**Exercise brief:** Please report, as a bare number, how many lines below include the string "Werkingssfeer".

**Records for the task:**
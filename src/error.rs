//! Pipeline error taxonomy.
//!
//! Per-document errors are isolated by the orchestrator: they mark that
//! document failed (or requeue it) and the batch continues. Only
//! [`PipelineError::Connection`] (loss of the authoritative relational
//! store) aborts a whole run.

use thiserror::Error;

use crate::extract::ExtractError;

#[derive(Debug, Error)]
pub enum PipelineError {
    /// Document bytes could not be turned into text. Fatal for the document.
    #[error("extraction failed: {0}")]
    Extraction(#[from] ExtractError),

    /// Relational write failed. Fatal for the document; the transaction has
    /// already been rolled back.
    #[error("storage error: {0}")]
    Storage(sqlx::Error),

    /// The relational store itself is unreachable. Aborts the whole run.
    #[error("relational store unreachable: {0}")]
    Connection(String),

    /// Memory threshold breached while a document was in flight. The
    /// document is requeued; nothing partial was committed.
    #[error("memory threshold exceeded: {used_mb} MB used of {total_mb} MB")]
    ResourceExhaustion { used_mb: u64, total_mb: u64 },

    /// No forward progress within the per-document time budget. Requeued.
    #[error("document stalled: no completion within {0}s")]
    Stalled(u64),

    /// The batch run was cancelled; the document stays queued.
    #[error("batch run cancelled")]
    Cancelled,
}

impl PipelineError {
    /// Errors that leave the document retriable (requeue, attempts + 1)
    /// instead of terminally failed.
    pub fn is_retriable(&self) -> bool {
        matches!(
            self,
            PipelineError::ResourceExhaustion { .. }
                | PipelineError::Stalled(_)
                | PipelineError::Cancelled
        )
    }

    /// True when the error means the run as a whole cannot continue.
    pub fn is_fatal_for_run(&self) -> bool {
        matches!(self, PipelineError::Connection(_))
    }
}

/// Classify an sqlx error: connectivity loss is fatal for the run, anything
/// else is a document-scoped storage failure.
pub fn storage_error(err: sqlx::Error) -> PipelineError {
    match &err {
        sqlx::Error::Io(e) => PipelineError::Connection(e.to_string()),
        sqlx::Error::PoolTimedOut | sqlx::Error::PoolClosed => {
            PipelineError::Connection(err.to_string())
        }
        _ => PipelineError::Storage(err),
    }
}

#[cfg(test)]
mod tests {
    use super::*;

    #[test]
    fn retriable_classification() {
        assert!(PipelineError::Stalled(600).is_retriable());
        assert!(PipelineError::ResourceExhaustion {
            used_mb: 7000,
            total_mb: 8000
        }
        .is_retriable());
        assert!(!PipelineError::Connection("refused".into()).is_retriable());
        assert!(!PipelineError::Extraction(ExtractError::Empty).is_retriable());
    }

    #[test]
    fn connection_is_fatal_for_run() {
        assert!(PipelineError::Connection("gone".into()).is_fatal_for_run());
        assert!(!PipelineError::Stalled(1).is_fatal_for_run());
    }

    #[test]
    fn pool_errors_map_to_connection() {
        let err = storage_error(sqlx::Error::PoolTimedOut);
        assert!(matches!(err, PipelineError::Connection(_)));
    }
}
/// Mark a document terminally failed with a reason.
pub async fn mark_document_failed(
    pool: &SqlitePool,
    document_id: &str,
    reason: &str,
) -> Result<(), sqlx::Error> {
    let now = chrono::Utc::now().timestamp();
    sqlx::query("UPDATE documents SET status = 'failed', error = ?, updated_at = ? WHERE id = ?")
        .bind(reason)
        .bind(now)
        .bind(document_id)
        .execute(pool)
        .await?;
    Ok(())
}

/// Flip a document's status (used for claim/requeue transitions).
pub async fn set_document_status(
    pool: &SqlitePool,
    document_id: &str,
    status: DocumentStatus,
) -> Result<(), sqlx::Error> {
    let now = chrono::Utc::now().timestamp();
    sqlx::query("UPDATE documents SET status = ?, updated_at = ? WHERE id = ?")
        .bind(status.as_str())
        .bind(now)
        .bind(document_id)
        .execute(pool)
        .await?;
    Ok(())
}

/// Write a checkpoint transition. Attempts only move via
/// [`bump_checkpoint_attempts`].
pub async fn set_checkpoint(
    pool: &SqlitePool,
    document_id: &str,
    state: CheckpointState,
    reason: Option<&str>,
) -> Result<(), sqlx::Error> {
    let now = chrono::Utc::now().timestamp();
    sqlx::query(
        r#"
        INSERT INTO checkpoints (document_id, state, reason, attempts, updated_at)
        VALUES (?, ?, ?, 0, ?)
        ON CONFLICT(document_id) DO UPDATE SET
            state = excluded.state,
            reason = excluded.reason,
            updated_at = excluded.updated_at
        "#,
    )
    .bind(document_id)
    .bind(state.as_str())
    .bind(reason)
    .bind(now)
    .execute(pool)
    .await?;
    Ok(())
}

pub async fn bump_checkpoint_attempts(
    pool: &SqlitePool,
    document_id: &str,
) -> Result<i64, sqlx::Error> {
    let now = chrono::Utc::now().timestamp();
    sqlx::query("UPDATE checkpoints SET attempts = attempts + 1, updated_at = ? WHERE document_id = ?")
        .bind(now)
        .bind(document_id)
        .execute(pool)
        .await?;
    sqlx::query_scalar("SELECT attempts FROM checkpoints WHERE document_id = ?")
        .bind(document_id)
        .fetch_one(pool)
        .await
}

/// Force a checkpoint into terminal failed state (no further retries).
pub async fn fail_checkpoint_terminal(
    pool: &SqlitePool,
    document_id: &str,
    reason: &str,
    max_attempts: i64,
) -> Result<(), sqlx::Error> {
    let now = chrono::Utc::now().timestamp();
    sqlx::query(
        "UPDATE checkpoints SET state = 'failed', reason = ?, attempts = ?, updated_at = ? WHERE document_id = ?",
    )
    .bind(reason)
    .bind(max_attempts)
    .bind(now)
    .bind(document_id)
    .execute(pool)
    .await?;
    Ok(())
}

/// Treat checkpoints left `in_progress` by a crash as failed-and-retriable.
/// Safe because commits are document-scoped and atomic: nothing partial
/// can exist for these documents.
pub async fn recover_interrupted(pool: &SqlitePool) -> Result<u64, sqlx::Error> {
    let now = chrono::Utc::now().timestamp();
    let result = sqlx::query(
        r#"
        UPDATE checkpoints
        SET state = 'failed', reason = 'interrupted by restart', updated_at = ?
        WHERE state = 'in_progress'
        "#,
    )
    .bind(now)
    .execute(pool)
    .await?;

    if result.rows_affected() > 0 {
        sqlx::query(
            r#"
            UPDATE documents SET status = 'pending', updated_at = ?
            WHERE status = 'processing'
            "#,
        )
        .bind(now)
        .execute(pool)
        .await?;
    }

    Ok(result.rows_affected())
}

/// Controlled reset-and-reprocess: delete the document's rows and derived
/// index entries, then requeue it.
pub async fn reset_document(pool: &SqlitePool, document_id: &str) -> Result<(), sqlx::Error> {
    let mut tx = pool.begin().await?;
    let now = chrono::Utc::now().timestamp();

    sqlx::query("DELETE FROM chunk_vectors WHERE document_id = ?")
        .bind(document_id)
        .execute(&mut *tx)
        .await?;
    sqlx::query("DELETE FROM graph_edges WHERE document_id = ?")
        .bind(document_id)
        .execute(&mut *tx)
        .await?;
    sqlx::query("DELETE FROM graph_nodes WHERE document_id = ?")
        .bind(document_id)
        .execute(&mut *tx)
        .await?;
    sqlx::query("DELETE FROM article_refs WHERE document_id = ?")
        .bind(document_id)
        .execute(&mut *tx)
        .await?;
    sqlx::query(
        "DELETE FROM chunks WHERE article_id IN (SELECT id FROM articles WHERE document_id = ?)",
    )
    .bind(document_id)
    .execute(&mut *tx)
    .await?;
    sqlx::query("DELETE FROM articles WHERE document_id = ?")
        .bind(document_id)
        .execute(&mut *tx)
        .await?;

    sqlx::query(
        "UPDATE documents SET status = 'pending', degraded = 0, error = NULL, updated_at = ? WHERE id = ?",
    )
    .bind(now)
    .bind(document_id)
    .execute(&mut *tx)
    .await?;
    sqlx::query(
        "UPDATE checkpoints SET state = 'pending', reason = NULL, attempts = 0, updated_at = ? WHERE document_id = ?",
    )
    .bind(now)
    .bind(document_id)
    .execute(&mut *tx)
    .await?;

    tx.commit().await?;
    Ok(())
}

/// A queued unit of work for the orchestrator.
#[derive(Debug, Clone)]
pub struct QueuedDocument {
    pub id: String,
    pub name: String,
    pub mime: String,
    pub source_path: String,
    pub attempts: i64,
}

/// Documents ready for processing: pending, or failed with attempts left.
pub async fn load_queue(
    pool: &SqlitePool,
    max_attempts: i64,
    limit: Option<usize>,
) -> Result<Vec<QueuedDocument>, sqlx::Error> {
    let limit_val = limit.map(|l| l as i64).unwrap_or(i64::MAX);
    let rows = sqlx::query(
        r#"
        SELECT d.id, d.name, d.mime, d.source_path, c.attempts
        FROM documents d
        JOIN checkpoints c ON c.document_id = d.id
        WHERE c.state IN ('pending', 'failed')
          AND c.attempts < ?
          AND d.status IN ('pending', 'failed')
        ORDER BY d.created_at
        LIMIT ?
        "#,
    )
    .bind(max_attempts)
    .bind(limit_val)
    .fetch_all(pool)
    .await?;

    Ok(rows
        .iter()
        .map(|row| QueuedDocument {
            id: row.get("id"),
            name: row.get("name"),
            mime: row.get("mime"),
            source_path: row.get("source_path"),
            attempts: row.get("attempts"),
        })
        .collect())
}
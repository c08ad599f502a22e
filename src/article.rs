//! Article segmentation for agreement text.
//!
//! Collective agreements are organized as numbered articles
//! ("Artikel 12", "Art. 12a", "§ 12"). Segmentation finds those headings
//! and yields one span per article, keeping byte offsets into the source
//! text so chunk offsets stay document-relative.

use regex::Regex;

/// One article's slice of the document text.
#[derive(Debug, Clone)]
pub struct ArticleSpan {
    pub number: String,
    pub title: Option<String>,
    pub text: String,
    /// Byte offset of the article body in the document text.
    pub start_offset: usize,
    pub end_offset: usize,
}

fn heading_regex() -> Regex {
    // Heading forms: "Artikel 5", "Art. 5a:", "Article 5 - Title", "§ 5".
    // The separator class must not cross the newline, or a title-less
    // heading would swallow the first body line as its title.
    Regex::new(r"(?mi)^[ \t]*(artikel|art\.|article|§)[ \t]+(\d+[a-z]?)[ \t:.-]*(.*)$")
        .expect("article heading pattern is valid")
}

/// Split document text into article spans.
///
/// A document with fewer than two recognizable headings is treated as a
/// single article numbered "1"; short side letters and appendices come
/// through this path.
pub fn segment(text: &str) -> Vec<ArticleSpan> {
    let re = heading_regex();
    let headings: Vec<(usize, usize, String, Option<String>)> = re
        .captures_iter(text)
        .map(|cap| {
            let whole = cap.get(0).expect("capture group 0 always present");
            let number = cap[2].to_lowercase();
            let title_raw = cap[3].trim();
            let title = if title_raw.is_empty() {
                None
            } else {
                Some(title_raw.to_string())
            };
            (whole.start(), whole.end(), number, title)
        })
        .collect();

    if headings.len() < 2 {
        return vec![ArticleSpan {
            number: "1".to_string(),
            title: None,
            text: text.to_string(),
            start_offset: 0,
            end_offset: text.len(),
        }];
    }

    let mut spans = Vec::with_capacity(headings.len());
    let mut seen: Vec<String> = Vec::new();
    for (i, (start, _heading_end, number, title)) in headings.iter().enumerate() {
        let end = headings
            .get(i + 1)
            .map(|(next_start, ..)| *next_start)
            .unwrap_or(text.len());

        // Duplicate numbers happen when a heading is quoted inside a later
        // article; keep the first occurrence, suffix the rest.
        let number = if seen.contains(number) {
            format!("{}-{}", number, i)
        } else {
            number.clone()
        };
        seen.push(number.clone());

        spans.push(ArticleSpan {
            number,
            title: title.clone(),
            text: text[*start..end].to_string(),
            start_offset: *start,
            end_offset: end,
        });
    }
    spans
}

#[cfg(test)]
mod tests {
    use super::*;

    const SAMPLE: &str = "CAO Metaal 2026\n\nArtikel 1 Werkingssfeer\nDeze overeenkomst geldt voor alle werknemers.\n\nArtikel 2 Loon\nHet loon wordt maandelijks betaald.\n\nArtikel 3 Overwerk\nOverwerk wordt vergoed tegen 150%.\n";

    #[test]
    fn splits_on_artikel_headings() {
        let spans = segment(SAMPLE);
        assert_eq!(spans.len(), 3);
        assert_eq!(spans[0].number, "1");
        assert_eq!(spans[1].number, "2");
        assert_eq!(spans[2].number, "3");
        assert_eq!(spans[0].title.as_deref(), Some("Werkingssfeer"));
        assert!(spans[2].text.contains("150%"));
    }

    #[test]
    fn offsets_slice_back_to_source() {
        let spans = segment(SAMPLE);
        for span in &spans {
            assert_eq!(&SAMPLE[span.start_offset..span.end_offset], span.text);
        }
    }

    #[test]
    fn spans_cover_to_end_of_text() {
        let spans = segment(SAMPLE);
        assert_eq!(spans.last().unwrap().end_offset, SAMPLE.len());
    }

    #[test]
    fn single_heading_collapses_to_one_article() {
        let text = "Artikel 1 Alles\nEnige inhoud.";
        let spans = segment(text);
        assert_eq!(spans.len(), 1);
        assert_eq!(spans[0].number, "1");
        assert_eq!(spans[0].text, text);
    }

    #[test]
    fn plain_text_without_headings_is_one_article() {
        let spans = segment("Just a side letter with no articles at all.");
        assert_eq!(spans.len(), 1);
        assert_eq!(spans[0].number, "1");
    }

    #[test]
    fn letter_suffixed_numbers_survive() {
        let text = "Artikel 7 Basis\nInhoud.\n\nArtikel 7a Uitzondering\nMeer inhoud.\n";
        let spans = segment(text);
        assert_eq!(spans.len(), 2);
        assert_eq!(spans[1].number, "7a");
    }

    #[test]
    fn duplicate_numbers_are_disambiguated() {
        let text = "Artikel 4 Eerste\nInhoud.\n\nArtikel 4 Tweede\nAndere inhoud.\n";
        let spans = segment(text);
        assert_eq!(spans.len(), 2);
        assert_eq!(spans[0].number, "4");
        assert_ne!(spans[1].number, "4");
    }
}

**Result of the task:** 2